Provided data>
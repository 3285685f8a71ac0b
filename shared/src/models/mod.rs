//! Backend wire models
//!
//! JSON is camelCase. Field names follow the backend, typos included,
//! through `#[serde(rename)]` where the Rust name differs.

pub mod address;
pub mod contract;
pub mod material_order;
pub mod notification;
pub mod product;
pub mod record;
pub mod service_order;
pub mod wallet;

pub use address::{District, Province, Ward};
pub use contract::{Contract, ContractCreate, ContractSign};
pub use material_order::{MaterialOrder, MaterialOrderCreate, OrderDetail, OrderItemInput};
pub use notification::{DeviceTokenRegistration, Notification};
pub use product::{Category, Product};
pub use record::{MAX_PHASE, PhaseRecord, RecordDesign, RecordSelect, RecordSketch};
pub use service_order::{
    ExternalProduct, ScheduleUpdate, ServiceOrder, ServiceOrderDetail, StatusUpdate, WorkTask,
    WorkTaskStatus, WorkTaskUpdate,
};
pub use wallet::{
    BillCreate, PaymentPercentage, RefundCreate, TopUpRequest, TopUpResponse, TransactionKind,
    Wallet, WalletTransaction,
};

Problem details>
Exactly as written, please reproduce the lines from the first line of the data to the line containing "pub mod contract;", inclusive, and nothing else.

Result of the task>
repository 3285685f8a71ac0b
filename shared/src/models/mod.rs
//! Backend wire models
//!
//! JSON is camelCase. Field names follow the backend, typos included,
//! through `#[serde(rename)]` where the Rust name differs.

pub mod address;
pub mod contract;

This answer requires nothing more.